Revolution: Participatory Photography
Our vision is for a community where everybody has the opportunity to represent themselves and tell their own story without discrimination and/or prejudice.
We want those in our community who feel unheard to gain a voice. Instead of feeling alone and helpless they will feel valued and emboldened.
Bishop Desmond Tutu, paraphrasing many before him said:
There comes a point where we need to stop just pulling people out of the river. We need to go upstream and find out why they are falling in.
This means not just getting people to engage but listening to what matters to them.
Participatory Photography is a proven method to give a much needed voice to those feeling unheard.

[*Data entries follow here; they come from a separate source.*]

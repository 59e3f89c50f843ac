//! Card ranking for "higher card wins" games.

use alloc::vec::Vec;
use core::cmp::Ordering;

use crate::card::{Card, Rank, Suit};

/// Decides which of two cards ranks higher.
///
/// Suits are compared first when a suit order is configured, then ranks by
/// their position in the rank order. In both lists a later entry ranks
/// higher, and anything missing from a list ranks below everything in it.
///
/// The default rank order is Ace through King, so Aces are low:
///
/// ```
/// use core::cmp::Ordering;
/// use cardtable::{Card, ComparisonPolicy, Rank, Suit};
///
/// let policy = ComparisonPolicy::default();
/// let ace = Card::new(Suit::Spades, Rank::Ace);
/// let king = Card::new(Suit::Spades, Rank::King);
/// assert_eq!(policy.compare(&ace, &king), Ordering::Less);
/// ```
#[derive(Debug, Clone, PartialEq, Eq)]
pub struct ComparisonPolicy {
    /// Suits from lowest to highest. Empty means suits never matter; a single
    /// entry makes that suit trump.
    pub suit_order: Vec<Suit>,
    /// Ranks from lowest to highest.
    pub rank_order: Vec<Rank>,
}

impl Default for ComparisonPolicy {
    fn default() -> Self {
        Self {
            suit_order: Vec::new(),
            rank_order: Rank::ALL.to_vec(),
        }
    }
}

impl ComparisonPolicy {
    /// Rank order with Aces above Kings.
    pub const ACES_HIGH: [Rank; 13] = [
        Rank::Two,
        Rank::Three,
        Rank::Four,
        Rank::Five,
        Rank::Six,
        Rank::Seven,
        Rank::Eight,
        Rank::Nine,
        Rank::Ten,
        Rank::Jack,
        Rank::Queen,
        Rank::King,
        Rank::Ace,
    ];

    /// Makes `suit` trump: it beats every other suit, which tie with each other.
    #[must_use]
    pub fn with_trump(mut self, suit: Suit) -> Self {
        self.suit_order = alloc::vec![suit];
        self
    }

    /// Sets the suit order, lowest first.
    #[must_use]
    pub fn with_suit_order(mut self, suits: Vec<Suit>) -> Self {
        self.suit_order = suits;
        self
    }

    /// Sets the rank order, lowest first.
    #[must_use]
    pub fn with_rank_order(mut self, ranks: Vec<Rank>) -> Self {
        self.rank_order = ranks;
        self
    }

    /// Sets the rank order to Two through King followed by Ace.
    #[must_use]
    pub fn aces_high(self) -> Self {
        self.with_rank_order(Self::ACES_HIGH.to_vec())
    }

    fn suit_score(&self, suit: Suit) -> usize {
        self.suit_order
            .iter()
            .position(|&s| s == suit)
            .map_or(0, |index| index + 1)
    }

    fn rank_score(&self, rank: Rank) -> usize {
        self.rank_order
            .iter()
            .position(|&r| r == rank)
            .map_or(0, |index| index + 1)
    }

    /// Compares two cards; `Greater` means `first` wins.
    #[must_use]
    pub fn compare(&self, first: &Card, second: &Card) -> Ordering {
        self.suit_score(first.suit())
            .cmp(&self.suit_score(second.suit()))
            .then_with(|| {
                self.rank_score(first.rank())
                    .cmp(&self.rank_score(second.rank()))
            })
    }

    /// Returns whether `first` strictly beats `second`.
    #[must_use]
    pub fn beats(&self, first: &Card, second: &Card) -> bool {
        self.compare(first, second) == Ordering::Greater
    }

    /// Returns the index of the highest card, the earliest one on ties.
    #[must_use]
    pub fn highest(&self, cards: &[Card]) -> Option<usize> {
        let mut best: Option<usize> = None;
        for (index, card) in cards.iter().enumerate() {
            match best {
                Some(current) if !self.beats(card, &cards[current]) => {}
                _ => best = Some(index),
            }
        }
        best
    }
}
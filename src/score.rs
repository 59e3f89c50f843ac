//! Blackjack hand scoring.

use crate::card::{Card, Rank};

/// Highest total that does not bust.
pub const BLACKJACK: u16 = 21;

/// The dealer keeps drawing while the hand totals less than this.
pub const DEALER_STANDS_AT: u16 = 17;

/// Returns the blackjack value of a rank, counting an Ace as 11.
#[must_use]
pub const fn card_value(rank: Rank) -> u16 {
    match rank {
        Rank::Ace => 11,
        Rank::Jack | Rank::Queen | Rank::King => 10,
        other => other.number() as u16,
    }
}

/// A scored hand.
#[derive(Debug, Clone, Copy, PartialEq, Eq, Default)]
pub struct Evaluation {
    /// Best total, with as few Aces softened to 1 as needed.
    pub total: u16,
    /// Whether an Ace is still counted as 11.
    pub soft: bool,
}

impl Evaluation {
    /// Returns whether the total is over 21.
    #[must_use]
    pub const fn is_bust(&self) -> bool {
        self.total > BLACKJACK
    }
}

/// Scores a hand given by its ranks.
///
/// Aces start at 11; while the total is over 21, one Ace at a time drops to 1.
/// The total can still exceed 21 once every Ace is down to 1.
pub fn evaluate_ranks<I>(ranks: I) -> Evaluation
where
    I: IntoIterator<Item = Rank>,
{
    let mut total: u16 = 0;
    let mut aces: u16 = 0;

    for rank in ranks {
        if rank == Rank::Ace {
            aces += 1;
        }
        total = total.saturating_add(card_value(rank));
    }

    while total > BLACKJACK && aces > 0 {
        total -= 10;
        aces -= 1;
    }

    Evaluation {
        total,
        soft: aces > 0,
    }
}

/// Scores a hand of cards.
#[must_use]
pub fn evaluate(cards: &[Card]) -> Evaluation {
    evaluate_ranks(cards.iter().map(Card::rank))
}

/// Returns the blackjack total of a hand of cards.
#[must_use]
pub fn score(cards: &[Card]) -> u16 {
    evaluate(cards).total
}

/// Returns whether the dealer must draw another card.
#[must_use]
pub const fn dealer_draws(total: u16) -> bool {
    total < DEALER_STANDS_AT
}

#[cfg(test)]
mod tests {
    use super::*;
    use crate::card::Rank::*;

    fn total(ranks: &[Rank]) -> u16 {
        evaluate_ranks(ranks.iter().copied()).total
    }

    #[test]
    fn aces_soften_one_at_a_time() {
        assert_eq!(total(&[Ace, King]), 21);
        assert_eq!(total(&[Ace, Ace, Nine]), 21);
        assert_eq!(total(&[Ace, Ace, Ace, Eight]), 21);
        assert_eq!(total(&[Ace, Ace]), 12);
    }

    #[test]
    fn bust_without_aces_stays_bust() {
        assert_eq!(total(&[King, Queen, Five]), 25);
        assert!(evaluate_ranks([King, Queen, Five]).is_bust());
    }

    #[test]
    fn plain_numbers_add_up() {
        assert_eq!(total(&[Two, Three, Four, Five, Six]), 20);
        assert_eq!(total(&[]), 0);
    }

    #[test]
    fn softness_tracks_live_aces() {
        assert!(evaluate_ranks([Ace, Six]).soft);
        assert!(!evaluate_ranks([Ace, Six, Ten]).soft);
        assert_eq!(evaluate_ranks([Ace, Six, Ten]).total, 17);
    }

    #[test]
    fn dealer_stands_on_seventeen() {
        assert!(dealer_draws(16));
        assert!(!dealer_draws(17));
        assert!(!dealer_draws(22));
    }
}
//! Model groups and content-model particles
//!
//! A model group is a compositor (sequence, choice, all) over particles:
//! local element declarations, wildcards, nested groups and references to
//! named group definitions.

use super::elements::{XsdAnyElement, XsdElement};
use super::particles::Occurs;
use super::{Category, Component, ComponentInfo};
use crate::names::QName;

/// Model group compositor
#[derive(Debug, Clone, Copy, PartialEq, Eq, Default)]
pub enum ModelType {
    /// Ordered content
    #[default]
    Sequence,
    /// Exactly one alternative per occurrence
    Choice,
    /// Unordered content, element particles only
    All,
}

impl ModelType {
    /// Parse from the compositor's local tag name
    pub fn from_tag(tag: &str) -> Option<Self> {
        match tag {
            "sequence" => Some(Self::Sequence),
            "choice" => Some(Self::Choice),
            "all" => Some(Self::All),
            _ => None,
        }
    }
}

impl std::fmt::Display for ModelType {
    fn fmt(&self, f: &mut std::fmt::Formatter<'_>) -> std::fmt::Result {
        match self {
            Self::Sequence => write!(f, "sequence"),
            Self::Choice => write!(f, "choice"),
            Self::All => write!(f, "all"),
        }
    }
}

/// A particle of a content model
#[derive(Debug, Clone)]
pub enum Particle {
    /// Local element declaration with occurrence bounds
    Element {
        /// The declaration
        decl: Box<XsdElement>,
        /// Occurrence bounds
        occurs: Occurs,
    },
    /// Reference to a global element declaration
    ElementRef {
        /// Referenced element name
        name: QName,
        /// Occurrence bounds
        occurs: Occurs,
    },
    /// Element wildcard
    Any {
        /// The wildcard
        wildcard: XsdAnyElement,
        /// Occurrence bounds
        occurs: Occurs,
    },
    /// Nested model group
    Group(Box<XsdGroup>),
    /// Reference to a named model group definition
    GroupRef {
        /// Referenced group name
        name: QName,
        /// Occurrence bounds
        occurs: Occurs,
    },
}

impl Particle {
    /// The particle's occurrence bounds
    pub fn occurs(&self) -> Occurs {
        match self {
            Particle::Element { occurs, .. }
            | Particle::ElementRef { occurs, .. }
            | Particle::Any { occurs, .. }
            | Particle::GroupRef { occurs, .. } => *occurs,
            Particle::Group(group) => group.occurs,
        }
    }

    /// A display name for diagnostics
    pub fn display_name(&self) -> String {
        match self {
            Particle::Element { decl, .. } => decl.qname().to_string(),
            Particle::ElementRef { name, .. } | Particle::GroupRef { name, .. } => name.to_string(),
            Particle::Any { .. } => "xs:any".to_string(),
            Particle::Group(group) => format!("xs:{}", group.model),
        }
    }

    /// Whether this particle can match zero children
    pub fn is_emptiable(&self) -> bool {
        match self {
            Particle::Group(group) => group.is_emptiable(),
            other => other.occurs().is_emptiable(),
        }
    }
}

/// XSD model group
#[derive(Debug, Clone)]
pub struct XsdGroup {
    /// Shared component state (named for global group definitions)
    pub info: ComponentInfo,
    /// The compositor
    pub model: ModelType,
    /// Particles in declaration order
    pub particles: Vec<Particle>,
    /// Occurrence bounds of the group itself
    pub occurs: Occurs,
}

impl XsdGroup {
    /// Create an anonymous group
    pub fn new(model: ModelType) -> Self {
        Self {
            info: ComponentInfo::local(),
            model,
            particles: Vec::new(),
            occurs: Occurs::once(),
        }
    }

    /// Create a named global group definition
    pub fn named(name: QName, model: ModelType) -> Self {
        Self {
            info: ComponentInfo::global(name),
            model,
            particles: Vec::new(),
            occurs: Occurs::once(),
        }
    }

    /// Add a particle
    pub fn push(&mut self, particle: Particle) {
        self.particles.push(particle);
    }

    /// Add a local element particle
    pub fn push_element(&mut self, decl: XsdElement, occurs: Occurs) {
        self.particles.push(Particle::Element {
            decl: Box::new(decl),
            occurs,
        });
    }

    /// Check if the group has no particles
    pub fn is_empty(&self) -> bool {
        self.particles.is_empty()
    }

    /// Check if the group can match zero children
    pub fn is_emptiable(&self) -> bool {
        if self.occurs.min == 0 || self.particles.is_empty() {
            return true;
        }
        match self.model {
            // A choice is emptiable if any branch is
            ModelType::Choice => self.particles.iter().any(Particle::is_emptiable),
            ModelType::Sequence | ModelType::All => {
                self.particles.iter().all(Particle::is_emptiable)
            }
        }
    }

    /// Qualified names referenced by this group, recursively
    pub fn referenced_names(&self) -> Vec<(Category, QName)> {
        let mut names = Vec::new();
        self.collect_references(&mut names);
        names
    }

    fn collect_references(&self, names: &mut Vec<(Category, QName)>) {
        for particle in &self.particles {
            match particle {
                Particle::ElementRef { name, .. } => names.push((Category::Element, name.clone())),
                Particle::GroupRef { name, .. } => names.push((Category::Group, name.clone())),
                Particle::Element { decl, .. } => {
                    if let super::elements::ElementTypeRef::Named(type_name) = &decl.type_ref {
                        names.push((Category::Type, type_name.clone()));
                    }
                }
                Particle::Group(nested) => nested.collect_references(names),
                Particle::Any { .. } => {}
            }
        }
    }
}

impl Component for XsdGroup {
    fn info(&self) -> &ComponentInfo {
        &self.info
    }

    fn category(&self) -> Category {
        Category::Group
    }
}
//! Schema location normalization
//!
//! Schema documents are identified by their normalized location. The registry
//! uses that identity to guard against processing the same include/import
//! target twice, so two spellings of the same path must normalize equally.

use std::path::{Component, Path, PathBuf};
use url::Url;

/// Check if a location string looks like a URL rather than a filesystem path
pub fn is_url(location: &str) -> bool {
    match location.split_once("://") {
        Some((scheme, rest)) => !scheme.is_empty() && !rest.is_empty(),
        None => false,
    }
}

/// Normalize a schema location, resolving it against an optional base
///
/// URL locations are parsed and re-serialized through the `url` crate, which
/// collapses dot segments. Filesystem paths are joined with the base's parent
/// directory and lexically normalized (no filesystem access).
pub fn normalize_location(location: &str, base: Option<&str>) -> String {
    if is_url(location) {
        return match Url::parse(location) {
            Ok(url) => url.to_string(),
            Err(_) => location.to_string(),
        };
    }

    if let Some(base) = base {
        if is_url(base) {
            if let Ok(base_url) = Url::parse(base) {
                if let Ok(joined) = base_url.join(location) {
                    return joined.to_string();
                }
            }
            return location.to_string();
        }
        let base_dir = Path::new(base).parent().unwrap_or_else(|| Path::new(""));
        return normalize_path(&base_dir.join(location));
    }

    normalize_path(Path::new(location))
}

/// Lexically normalize a path: collapse `.` and `..` segments
fn normalize_path(path: &Path) -> String {
    let mut parts: Vec<Component> = Vec::new();
    for component in path.components() {
        match component {
            Component::CurDir => {}
            Component::ParentDir => match parts.last() {
                Some(Component::Normal(_)) => {
                    parts.pop();
                }
                _ => parts.push(component),
            },
            other => parts.push(other),
        }
    }
    let mut result = PathBuf::new();
    for part in parts {
        result.push(part.as_os_str());
    }
    result.to_string_lossy().into_owned()
}

#[cfg(test)]
mod tests {
    use super::*;

    #[test]
    fn test_is_url() {
        assert!(is_url("http://example.com/schema.xsd"));
        assert!(is_url("file:///tmp/schema.xsd"));
        assert!(!is_url("schema.xsd"));
        assert!(!is_url("schemas/common.xsd"));
        assert!(!is_url("://oops"));
    }

    #[test]
    fn test_normalize_plain_path() {
        assert_eq!(normalize_location("a/./b/../c.xsd", None), "a/c.xsd");
        assert_eq!(normalize_location("schema.xsd", None), "schema.xsd");
    }

    #[test]
    fn test_normalize_against_file_base() {
        assert_eq!(
            normalize_location("common.xsd", Some("schemas/main.xsd")),
            "schemas/common.xsd"
        );
        assert_eq!(
            normalize_location("../shared/types.xsd", Some("schemas/main.xsd")),
            "shared/types.xsd"
        );
    }

    #[test]
    fn test_normalize_against_url_base() {
        assert_eq!(
            normalize_location("common.xsd", Some("http://example.com/ns/main.xsd")),
            "http://example.com/ns/common.xsd"
        );
        assert_eq!(
            normalize_location("../common.xsd", Some("http://example.com/ns/main.xsd")),
            "http://example.com/common.xsd"
        );
    }

    #[test]
    fn test_same_document_normalizes_equal() {
        let a = normalize_location("./schemas/a.xsd", None);
        let b = normalize_location("schemas/x/../a.xsd", None);
        assert_eq!(a, b);
    }
}
#[test]
fn choice_accepts_exactly_one_alternative() {
    let schema = XmlSchema::from_str(CHOICE_SCHEMA).unwrap();
    assert!(schema.is_valid("<payment><card>visa</card></payment>"));
    assert!(schema.is_valid("<payment><transfer>iban</transfer></payment>"));
    assert!(!schema.is_valid("<payment/>"));
    assert!(!schema.is_valid("<payment><card>a</card><transfer>b</transfer></payment>"));
}

const ALL_SCHEMA: &str = r#"
    <xs:schema xmlns:xs="http://www.w3.org/2001/XMLSchema">
      <xs:element name="config">
        <xs:complexType>
          <xs:all>
            <xs:element name="host" type="xs:string"/>
            <xs:element name="port" type="xs:unsignedShort"/>
            <xs:element name="debug" type="xs:boolean" minOccurs="0"/>
          </xs:all>
        </xs:complexType>
      </xs:element>
    </xs:schema>"#;

#[test]
fn all_group_accepts_any_order() {
    let schema = XmlSchema::from_str(ALL_SCHEMA).unwrap();
    assert!(schema.is_valid("<config><port>80</port><host>h</host></config>"));
    assert!(schema.is_valid("<config><host>h</host><port>80</port><debug>true</debug></config>"));
    assert!(!schema.is_valid("<config><host>h</host></config>"));
}

#[test]
fn all_group_decodes_typed_values() {
    let schema = XmlSchema::from_str(ALL_SCHEMA).unwrap();
    let (value, errors) = schema
        .decode(
            "<config><debug>true</debug><host>h</host><port>8080</port></config>",
            &DecodeOptions::default(),
        )
        .unwrap();
    assert!(errors.is_empty());
    assert_eq!(value, json!({"debug": true, "host": "h", "port": 8080}));
}

const DEFAULTS_SCHEMA: &str = r#"
    <xs:schema xmlns:xs="http://www.w3.org/2001/XMLSchema">
      <xs:element name="job">
        <xs:complexType>
          <xs:sequence>
            <xs:element name="priority" type="xs:integer" default="5" minOccurs="0"/>
          </xs:sequence>
          <xs:attribute name="queue" type="xs:string" default="main"/>
          <xs:attribute name="kind" type="xs:string" fixed="batch"/>
        </xs:complexType>
      </xs:element>
    </xs:schema>"#;

#[test]
fn defaults_fill_absent_attributes() {
    let schema = XmlSchema::from_str(DEFAULTS_SCHEMA).unwrap();
    let (value, errors) = schema
        .decode("<job/>", &DecodeOptions::default())
        .unwrap();
    assert!(errors.is_empty());
    assert_eq!(value, json!({"@queue": "main", "@kind": "batch"}));
}

#[test]
fn defaults_can_be_disabled() {
    let schema = XmlSchema::from_str(DEFAULTS_SCHEMA).unwrap();
    let (value, _) = schema
        .decode(
            "<job/>",
            &DecodeOptions {
                use_defaults: Some(false),
                ..DecodeOptions::default()
            },
        )
        .unwrap();
    assert_eq!(value, json!(null));
}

Our staff are trained by PhotoVoice to facilitate participatory photography sessions.
Revolution was a participatory photography project created by members of the Snowdrop Argyll Wellbeing Group, exploring what a “mental health revolution” could look like through personal photographs, storytelling, and shared discussion.
Participants reflected on themes of Yesterday, Today and Tomorrow, using images and words to express experiences of mental health, disability, identity, connection, hope, self-care, and community.
Using the PhotoVoice participatory photography methodology helped us facilitate workshops in a safe, creative, and inclusive way. The methodology encouraged participants to explore their own lived experiences through photography while building confidence, trust, reflection, and connection within the group. It provided a structured but flexible framework that supported meaningful conversations around wellbeing, stigma, climate anxiety, belonging, and positive change.
The results were incredibly powerful.
Participants created deeply personal and moving work that communicated experiences and emotions that are often difficult to express through words alone. The project strengthened connection, creativity, confidence, and community voice, while helping audiences engage with lived experience in an honest and compassionate way.